Michael P. Noonan is the director of the program on national security at the Foreign Policy Research Institute in Philadelphia, and a veteran of Operation Iraqi Freedom.
During the presidential debate on Monday night undoubtedly the most talked about segment (although not for the right reasons) came from the following exchange:
Governor Mitt Romney: …our Navy is smaller now than any time since 1917. The Navy said they needed 313 ships to carry out their mission. We're now down to 285. We're headed down to the—to the low 200s if we go through with sequestration. That's unacceptable to me. I want to make sure that we have the ships that are required by our Navy.
President Barack Obama: …you mentioned the Navy, for example, and that we have fewer ships than we did in 1916. Well, Governor, we also have fewer horses and bayonets—(laughter)—because the nature of our military's changed. We have these things called aircraft carriers where planes land on them. We have these ships that go underwater, nuclear submarines.
And so the question is not a game of Battleship where we're counting ships. It's—it's what are our capabilities.
No matter one's partisan proclivities, this is a discussion that is serious and important.
Why is the size of the Navy important? First, the United States is a maritime power with extensive port facilities on the Atlantic, the Pacific, the Gulf of Mexico, and even on the Great Lakes that help to fuel the American economy. Second, and feeding into the first, the high seas still account for the preponderance of international trade. According to a recent United Nations report:
Maritime transport handles over 80 per cent of the volume of global trade and accounts for over 70 per cent of its value. Since 1970, global seaborne trade has expanded on average by 3.1 per cent every year, reaching an estimated 8.4 billion tons in 2010. At this pace, and assuming no major upheaval in the world economy, global seaborne trade is expected to increase by 36 per cent in 2020 and to double by 2033. While bulk trade accounts for the largest share of global seaborne trade by volume, the containerized cargo contribution grew more than threefold between 1985 and 2010.
Third, if the 21st century really is the Asia-Pacific century, and American policy makers are serious about "pivoting" to Asia, then the largely littoral nature of the East Asian mainland and its close-in insular networks mean that the naval power will be increasingly important.
Neither candidate seems to deny these points; they just address them in different ways.
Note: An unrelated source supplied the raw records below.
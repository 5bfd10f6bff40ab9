//! Notes command

use std::path::{Path, PathBuf};
use std::sync::Arc;

use clap::Args;
use tracing::info;

use lockdiff_core::config::{load_config_or_default, validate_config};
use lockdiff_core::{Config, Ecosystem, SourceKind};
use lockdiff_sources::{
    HttpClient, HttpClientConfig, ReleaseNotesRequest, ReleaseNotesResolver, ReqwestClient,
};

use super::render;
use crate::cli::output;
use crate::cli::{Cli, OutputFormat};

/// Resolve release notes for a package update
#[derive(Debug, Args)]
pub struct NotesCommand {
    /// Package name (e.g. symfony/console, @babel/core)
    pub package: String,

    /// Version before the update (exclusive)
    #[arg(long, value_name = "VERSION")]
    pub from: String,

    /// Version after the update (inclusive)
    #[arg(long, value_name = "VERSION")]
    pub to: String,

    /// Source repository URL
    #[arg(long, value_name = "URL")]
    pub repository: Option<String>,

    /// Installed package directory (defaults to vendor/<package> or node_modules/<package>)
    #[arg(long, value_name = "DIR")]
    pub path: Option<PathBuf>,

    /// Package ecosystem (composer, npm)
    #[arg(long, default_value = "composer")]
    pub ecosystem: Ecosystem,

    /// Include alpha, beta, RC and dev releases
    #[arg(long)]
    pub prerelease: bool,

    /// Merge all releases into a single summary
    #[arg(long)]
    pub summary: bool,

    /// Sources to try, in order (local, remote_changelog, releases_api)
    #[arg(long, value_delimiter = ',')]
    pub sources: Vec<SourceKind>,

    /// GitHub API token
    #[arg(long, env = "GITHUB_TOKEN", hide_env_values = true)]
    pub github_token: Option<String>,

    /// GitLab API token
    #[arg(long, env = "GITLAB_TOKEN", hide_env_values = true)]
    pub gitlab_token: Option<String>,
}

impl NotesCommand {
    /// Execute the notes command
    pub fn execute(&self, cli: &Cli) -> anyhow::Result<()> {
        info!(package = %self.package, from = %self.from, to = %self.to, "executing notes command");
        let runtime = tokio::runtime::Runtime::new()?;
        runtime.block_on(self.execute_async(cli))
    }

    async fn execute_async(&self, cli: &Cli) -> anyhow::Result<()> {
        let cwd = std::env::current_dir()?;
        let (config, _) = load_config_or_default(&cwd);
        let config = self.apply_overrides(config)?;

        let http_config = HttpClientConfig::from_config(&config.http, &config.providers)
            .with_github_token(self.github_token.clone())
            .with_gitlab_token(self.gitlab_token.clone());
        let http: Arc<dyn HttpClient> = Arc::new(ReqwestClient::new(http_config)?);
        let resolver = ReleaseNotesResolver::from_config(&config, http);
        let request = self.request(&config, &cwd);

        if cli.verbose && cli.format == OutputFormat::Text {
            println!("{}", output::header("Resolving"));
            println!("{}", output::key_value("package", &request.package));
            println!(
                "{}",
                output::key_value(
                    "versions",
                    &format!(
                        "{} → {}",
                        request.from_version,
                        output::version_style().apply_to(&request.to_version)
                    )
                )
            );
            println!("{}", output::key_value("sources", &resolver.names().join(", ")));
            if let Some(path) = &request.local_path {
                println!(
                    "{}",
                    output::key_value("path", &output::path_style().apply_to(path.display()).to_string())
                );
            }
        }

        let spinner = (cli.format == OutputFormat::Text && !cli.quiet)
            .then(|| output::spinner(format!("Resolving release notes for {}", self.package)));
        let result = resolver.resolve(&request).await;
        if let Some(spinner) = spinner {
            spinner.finish_and_clear();
        }

        match (result, cli.format) {
            (Some(collection), _) => {
                let heading = format!("{} ({} → {})", self.package, self.from, self.to);
                println!("{}", render(&collection, cli, self.summary, &heading)?);
            }
            (None, OutputFormat::Json) => println!("[]"),
            (None, OutputFormat::Text) => output::warning("No release notes found"),
        }

        Ok(())
    }

    /// Apply command-line settings on top of the loaded configuration
    fn apply_overrides(&self, mut config: Config) -> anyhow::Result<Config> {
        if !self.sources.is_empty() {
            config.sources.order = self.sources.clone();
            validate_config(&config)?;
        }
        if self.prerelease {
            config.include_prerelease = true;
        }
        Ok(config)
    }

    fn request(&self, config: &Config, cwd: &Path) -> ReleaseNotesRequest {
        let mut request = ReleaseNotesRequest::new(&self.package, &self.from, &self.to)
            .with_ecosystem(self.ecosystem)
            .with_prerelease(config.include_prerelease);

        if let Some(url) = &self.repository {
            request = request.with_repository(url);
        }
        if let Some(path) = self.local_path(cwd) {
            request = request.with_local_path(path);
        }
        request
    }

    /// Explicit `--path`, else the ecosystem's install directory if present
    fn local_path(&self, cwd: &Path) -> Option<PathBuf> {
        match &self.path {
            Some(path) => Some(cwd.join(path)),
            None => {
                let dir = self.ecosystem.package_dir(cwd, &self.package);
                dir.is_dir().then_some(dir)
            }
        }
    }
}
//! 로그 파서 벤치마크
//!
//! standard, rfc3164, rfc5424 형식과 무형식 라인의 파싱 처리량을 측정합니다.

use chrono::Utc;
use criterion::{black_box, criterion_group, criterion_main, BenchmarkId, Criterion, Throughput};

use palisade_core::types::RawMessage;
use palisade_pipeline::EventParser;

/// standard 형식 (pid 포함 태그)
const STANDARD: &str = "<134>Oct 11 22:14:15 mymachine su[1234]: bad password";

/// RFC 3164 형식 (pid 없는 태그)
const RFC3164: &str = "<34>Jan 15 12:00:00 myhost sshd: Failed password for root";

/// RFC 5424 형식
const RFC5424: &str = "<165>1 2024-01-15T12:00:00.000Z web-01 nginx 5678 ID47 - request processed";

/// 어느 형식에도 매칭되지 않는 라인
const UNMATCHED: &str = "free-form application output without syslog framing";

fn raw(line: &str) -> RawMessage {
    RawMessage {
        line: line.to_owned(),
        source_ip: "10.0.0.1".parse().unwrap(),
        source_port: 514,
        received_at: Utc::now(),
    }
}

fn bench_single_format(c: &mut Criterion) {
    let parser = EventParser::new().unwrap();

    let mut group = c.benchmark_group("parse_single");
    group.throughput(Throughput::Elements(1));

    for (name, line) in [
        ("standard", STANDARD),
        ("rfc3164", RFC3164),
        ("rfc5424", RFC5424),
        ("unmatched", UNMATCHED),
    ] {
        let message = raw(line);
        group.bench_with_input(BenchmarkId::new("format", name), &message, |b, input| {
            b.iter(|| parser.parse(black_box(input)))
        });
    }

    group.finish();
}

fn bench_throughput(c: &mut Criterion) {
    let parser = EventParser::new().unwrap();
    let message = raw(STANDARD);

    let mut group = c.benchmark_group("parse_throughput");
    group.throughput(Throughput::Elements(1000));

    group.bench_function("standard_1000", |b| {
        b.iter(|| {
            for _ in 0..1000 {
                parser.parse(black_box(&message));
            }
        })
    });

    // 무형식 라인은 세 패턴을 모두 시도한 뒤 실패하는 최악 경로
    let unmatched = raw(UNMATCHED);
    group.bench_function("unmatched_1000", |b| {
        b.iter(|| {
            for _ in 0..1000 {
                parser.parse(black_box(&unmatched));
            }
        })
    });

    group.finish();
}

criterion_group!(benches, bench_single_format, bench_throughput);
criterion_main!(benches);
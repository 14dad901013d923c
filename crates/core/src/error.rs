//! 에러 타입 — 도메인별 에러 정의

/// Palisade 최상위 에러 타입
#[derive(Debug, thiserror::Error)]
pub enum PalisadeError {
    /// 설정 관련 에러
    #[error("config error: {0}")]
    Config(#[from] ConfigError),

    /// 파이프라인 처리 에러
    #[error("pipeline error: {0}")]
    Pipeline(#[from] PipelineError),

    /// 스토리지 에러
    #[error("storage error: {0}")]
    Storage(#[from] StorageError),

    /// I/O 에러
    #[error("io error: {0}")]
    Io(#[from] std::io::Error),
}

/// 설정 관련 에러
#[derive(Debug, thiserror::Error)]
pub enum ConfigError {
    /// 설정 파일을 찾을 수 없음
    #[error("config file not found: {path}")]
    FileNotFound { path: String },

    /// 설정 파싱 실패
    #[error("failed to parse config: {reason}")]
    ParseFailed { reason: String },

    /// 유효하지 않은 설정 값
    #[error("invalid config value for '{field}': {reason}")]
    InvalidValue { field: String, reason: String },
}

/// 파이프라인 처리 에러
#[derive(Debug, thiserror::Error)]
pub enum PipelineError {
    /// 채널 전송 실패
    #[error("channel send failed: {0}")]
    ChannelSend(String),

    /// 채널 수신 실패
    #[error("channel receive failed: {0}")]
    ChannelRecv(String),

    /// 파이프라인 초기화 실패
    #[error("pipeline init failed: {0}")]
    InitFailed(String),

    /// 이미 실행 중인 파이프라인을 다시 시작하려고 함
    #[error("pipeline is already running")]
    AlreadyRunning,

    /// 실행 중이 아닌 파이프라인을 정지하려고 함
    #[error("pipeline is not running")]
    NotRunning,
}

/// 스토리지 에러
#[derive(Debug, thiserror::Error)]
pub enum StorageError {
    /// 연결 실패
    #[error("connection failed: {0}")]
    Connection(String),

    /// 쿼리 실패
    #[error("query failed: {0}")]
    Query(String),
}

#[cfg(test)]
mod tests {
    use super::*;

    #[test]
    fn config_error_display() {
        let err = PalisadeError::Config(ConfigError::InvalidValue {
            field: "collector.bind_addr".to_owned(),
            reason: "not a socket address".to_owned(),
        });
        let msg = err.to_string();
        assert!(msg.contains("collector.bind_addr"));
        assert!(msg.contains("not a socket address"));
    }

    #[test]
    fn pipeline_error_from_conversion() {
        let err: PalisadeError = PipelineError::AlreadyRunning.into();
        assert!(matches!(err, PalisadeError::Pipeline(_)));
    }

    #[test]
    fn storage_error_display() {
        let err = StorageError::Query("no such table: events".to_owned());
        assert!(err.to_string().contains("no such table"));
    }
}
For Romney quantity matters, for Obama quality has a quantity all its own. Like most things in life both views have some validity.
But let's look at the numbers. According to the International Institute for Strategic Studies' Military Balance 2012 the United States currently has 114 principal surface combatants (aircraft carriers, cruisers, destroyers, and frigates) and 57 tactical submarines. But that doesn't mean that all 171 of these ships are out patrolling the world's oceans and seas all at once. No, like most things in the military these ships (take an aircraft carrier for instance) are either deployed, just back from a deployment, preparing for a future deployment, or are in maintenance. That means that at any given time there are at most 57 of these vessels are spread across the globe—unless other ships are surged out of the training or recovery cycles in case of crises or emergencies. Furthermore, most of these ships do not operate independently. A Carrier Strike Group, for instance, operates with a minimum of an aircraft carrier, a cruiser, two destroyers, an attack submarine, and a supply ship (this last ship isn't counted in the 171 or 57 numbers). If three of these strike groups are deployed at any time then that takes a good-sized bite out of the 57-vessel number. More ships then probably help to act as an insurance policy for global contingencies—and as a global power, unlike other great powers, we actually do act and project power globally.
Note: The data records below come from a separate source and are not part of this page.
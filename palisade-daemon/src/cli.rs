//! CLI argument definitions for palisade-daemon.
//!
//! Uses `clap` v4 derive macros to parse command-line arguments.

use std::path::PathBuf;

use clap::Parser;

/// Palisade SIEM daemon.
///
/// Runs the full ingestion pipeline: UDP syslog collection, parsing,
/// batched indexing, and rule-based alerting.
#[derive(Parser, Debug)]
#[command(name = "palisade-daemon")]
#[command(version, about, long_about = None)]
pub struct DaemonCli {
    /// Path to palisade.toml configuration file.
    #[arg(short, long, default_value = "/etc/palisade/palisade.toml")]
    pub config: PathBuf,

    /// Override log level (trace, debug, info, warn, error).
    ///
    /// Takes precedence over the config file and environment variables.
    #[arg(long)]
    pub log_level: Option<String>,

    /// Override log format (json, pretty).
    ///
    /// Takes precedence over the config file and environment variables.
    #[arg(long)]
    pub log_format: Option<String>,

    /// Validate configuration and rule files, then exit without starting.
    #[arg(long)]
    pub validate: bool,
}
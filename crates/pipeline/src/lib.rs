#![doc = include_str!("../README.md")]
//!
//! # 모듈 구성
//!
//! - [`collector`]: UDP syslog 수신 및 줄 단위 프레이밍
//! - [`parser`]: 우선순위 기반 형식 분류 및 정규화
//! - [`indexer`]: 배치 단위 트랜잭션 저장 및 룰 엔진으로의 팬아웃
//! - [`storage`]: SQLite 이벤트/알림 저장소 및 조회 인터페이스
//! - [`rule`]: YAML 룰 로딩 및 슬라이딩 윈도우 threshold 평가
//! - [`pipeline`]: 전체 파이프라인 오케스트레이션 (Pipeline trait 구현)
//! - [`error`]: 도메인 에러 타입
//!
//! # 아키텍처
//!
//! ```text
//! UDP 514 -> Collector -> mpsc -> Parser -> mpsc -> Indexer -> mpsc -> RuleEngine
//!               |                    |                 |                   |
//!           줄 분리/lossy        형식 분류         배치 커밋 + ID      윈도우 평가
//!                                                      |                   |
//!                                                  events 테이블       alerts 테이블
//! ```

pub mod collector;
pub mod error;
pub mod indexer;
pub mod parser;
pub mod pipeline;
pub mod rule;
pub mod storage;

// --- 주요 타입 re-export ---

// 파이프라인
pub use pipeline::{SiemPipeline, SiemPipelineBuilder};

// 에러
pub use error::SiemError;

// 수집기
pub use collector::{UdpCollector, UdpCollectorConfig};

// 파서
pub use parser::EventParser;

// 인덱서
pub use indexer::Indexer;

// 저장소
pub use storage::{AlertFilter, EventFilter, EventStore, StoreStats};

// 룰 엔진
pub use rule::{Rule, RuleEngine, RuleFired};
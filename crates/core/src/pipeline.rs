//! 파이프라인 trait — 모듈 생명주기 정의
//!
//! 데몬이 모든 모듈을 동일한 인터페이스(start/stop/health_check)로
//! 관리할 수 있도록 합니다.

use std::future::Future;

use crate::error::PalisadeError;

/// 모듈 상태
#[derive(Debug, Clone, PartialEq, Eq)]
pub enum HealthStatus {
    /// 정상 동작 중
    Healthy,
    /// 동작 중이지만 성능 저하 또는 부분 장애
    Degraded(String),
    /// 동작 불가
    Unhealthy(String),
}

impl HealthStatus {
    /// 정상 상태인지 확인합니다.
    pub fn is_healthy(&self) -> bool {
        matches!(self, Self::Healthy)
    }

    /// 동작 불가 상태인지 확인합니다.
    pub fn is_unhealthy(&self) -> bool {
        matches!(self, Self::Unhealthy(_))
    }
}

/// 모듈 생명주기 trait
///
/// 각 모듈은 이 trait을 구현하여 데몬의 생명주기 관리에 참여합니다.
pub trait Pipeline: Send {
    /// 모듈을 시작합니다. 백그라운드 태스크를 스폰하고 즉시 반환합니다.
    fn start(&mut self) -> impl Future<Output = Result<(), PalisadeError>> + Send;

    /// 모듈을 정지합니다. 협조적 취소 후 태스크 종료를 기다립니다.
    fn stop(&mut self) -> impl Future<Output = Result<(), PalisadeError>> + Send;

    /// 모듈의 현재 상태를 보고합니다.
    fn health_check(&self) -> impl Future<Output = HealthStatus> + Send;
}
//! Logging initialization for palisade-daemon.
//!
//! Configures `tracing-subscriber` based on the `[general]` section
//! of `PalisadeConfig`. Supports JSON structured logging and
//! human-readable pretty format.

use anyhow::Result;
use tracing_subscriber::EnvFilter;
use tracing_subscriber::layer::SubscriberExt;
use tracing_subscriber::util::SubscriberInitExt;

use palisade_core::config::GeneralConfig;

/// Initialize the global tracing subscriber.
///
/// Must be called exactly once, before any tracing macros are used.
///
/// # Formats
///
/// * `"json"` - Machine-parseable JSON lines (default for production)
/// * `"pretty"` - Human-readable colored output (for development)
pub fn init_tracing(config: &GeneralConfig) -> Result<()> {
    let env_filter =
        EnvFilter::try_from_default_env().unwrap_or_else(|_| EnvFilter::new(&config.log_level));

    match config.log_format.as_str() {
        "json" => {
            tracing_subscriber::registry()
                .with(env_filter)
                .with(tracing_subscriber::fmt::layer().json())
                .try_init()
                .map_err(|e| {
                    anyhow::anyhow!("failed to initialize JSON tracing subscriber: {}", e)
                })?;
        }
        "pretty" => {
            tracing_subscriber::registry()
                .with(env_filter)
                .with(tracing_subscriber::fmt::layer().pretty())
                .try_init()
                .map_err(|e| {
                    anyhow::anyhow!("failed to initialize pretty tracing subscriber: {}", e)
                })?;
        }
        _ => {
            return Err(anyhow::anyhow!(
                "unknown log format '{}', expected 'json' or 'pretty'",
                config.log_format
            ));
        }
    }

    Ok(())
}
The other set of numbers relating to quality, or the realities of the current defense industrial base, however, are also telling. The new Gerald Ford-class aircraft carriers come with a price tag of $14 billion apiece ($42 billion for three ships). Even smaller ships like the Flight III version of the Arleigh Burke-class destroyer will cost between $3-4 billion each. Consolidation of the defense industrial base since the 1990s and the lack of competition here partially drive these costs. Another driver, however, is the piling of requirements onto these types of systems. Additional requirements undoubtedly drive up the capabilities of ships, but it also could create the equivalent of floating Fabergé eggs that are so expensive that they can't be risked being used too closely to coasts.
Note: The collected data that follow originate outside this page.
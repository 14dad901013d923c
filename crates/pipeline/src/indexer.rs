//! 인덱서 — 배치 단위 영속화 및 룰 엔진 팬아웃
//!
//! 입력 채널에서 정규화 이벤트를 배치로 모아, 배치가 가득 차거나
//! 유휴 폴 간격이 지나면 하나의 트랜잭션으로 커밋합니다. 이 두 조건이
//! 부하 시 처리량 지연과 유휴 시 꼬리 지연을 동시에 제한합니다.
//!
//! 커밋 실패 시 배치 전체가 롤백되고 폐기됩니다 (재시도 없음).
//! 독성 배치를 반복 재시도하면 파이프라인이 멈추므로, 개별 레코드
//! 내구성보다 전진을 우선합니다.

use std::time::Duration;

use tokio::sync::mpsc;
use tokio::time::timeout;
use tokio_util::sync::CancellationToken;

use palisade_core::types::{NormalizedEvent, PersistedEvent};

use crate::storage::EventStore;

/// 배치 인덱서
///
/// 커밋 성공 시 각 이벤트에 부여된 식별자를 붙여 커밋 순서 그대로
/// 룰 엔진 채널로 팬아웃합니다.
pub struct Indexer {
    store: EventStore,
    rx: mpsc::Receiver<NormalizedEvent>,
    tx: mpsc::Sender<PersistedEvent>,
    batch_size: usize,
    flush_interval: Duration,
    cancel: CancellationToken,
}

impl Indexer {
    /// 새 인덱서를 생성합니다.
    pub fn new(
        store: EventStore,
        rx: mpsc::Receiver<NormalizedEvent>,
        tx: mpsc::Sender<PersistedEvent>,
        batch_size: usize,
        flush_interval: Duration,
        cancel: CancellationToken,
    ) -> Self {
        Self {
            store,
            rx,
            tx,
            batch_size,
            flush_interval,
            cancel,
        }
    }

    /// 인덱싱 루프를 실행합니다.
    ///
    /// 취소 시 또는 상류 채널이 닫히면 남은 부분 배치를 플러시하고 종료합니다.
    pub async fn run(mut self) {
        tracing::info!(
            batch_size = self.batch_size,
            flush_interval_secs = self.flush_interval.as_secs(),
            "indexer started"
        );
        let mut batch: Vec<NormalizedEvent> = Vec::with_capacity(self.batch_size);

        loop {
            tokio::select! {
                _ = self.cancel.cancelled() => {
                    tracing::info!("indexer stopping, flushing partial batch");
                    break;
                }
                received = timeout(self.flush_interval, self.rx.recv()) => {
                    match received {
                        Ok(Some(event)) => {
                            batch.push(event);
                            if batch.len() >= self.batch_size {
                                self.flush(&mut batch).await;
                            }
                        }
                        Ok(None) => {
                            tracing::info!("event channel closed, flushing partial batch");
                            break;
                        }
                        // 유휴 타임아웃: 모인 만큼 플러시
                        Err(_) => self.flush(&mut batch).await,
                    }
                }
            }
        }

        self.flush(&mut batch).await;
    }

    /// 배치를 하나의 트랜잭션으로 커밋하고 팬아웃합니다.
    ///
    /// 빈 배치는 no-op입니다 (트랜잭션도 열지 않음).
    /// 실패 시 배치는 폐기되며 루프는 계속됩니다.
    pub async fn flush(&mut self, batch: &mut Vec<NormalizedEvent>) {
        if batch.is_empty() {
            return;
        }

        let events: Vec<NormalizedEvent> = batch.drain(..).collect();

        match self.store.insert_batch(&events) {
            Ok(ids) => {
                metrics::counter!("palisade_indexer_persisted_total").increment(ids.len() as u64);
                tracing::debug!(count = ids.len(), "committed event batch");

                // 커밋 순서 그대로 팬아웃
                for (id, event) in ids.into_iter().zip(events) {
                    let persisted = PersistedEvent { id, event };
                    if self.tx.send(persisted).await.is_err() {
                        tracing::warn!("persisted event channel closed, dropping fanout");
                        return;
                    }
                }
            }
            Err(e) => {
                metrics::counter!("palisade_indexer_persist_failures_total").increment(1);
                tracing::error!(
                    error = %e,
                    dropped = events.len(),
                    "batch commit failed, dropping batch"
                );
            }
        }
    }
}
So where does that leave us? From this "landlubber's" perspective it means that we need to strike a balance between the positions of the quality and quantity crowds (a Navy in the range of 300 vessels). We should do this while trying to get a handle on spiraling procurement costs and using research and development to fully take advantage of advances in information technology and unmanned systems to bolster our capabilities and maintain a sufficient set of vessel quantity to hedge against uncertainty. After all, it still remains unclear the designs of other great powers on the waves, particularly in East Asia.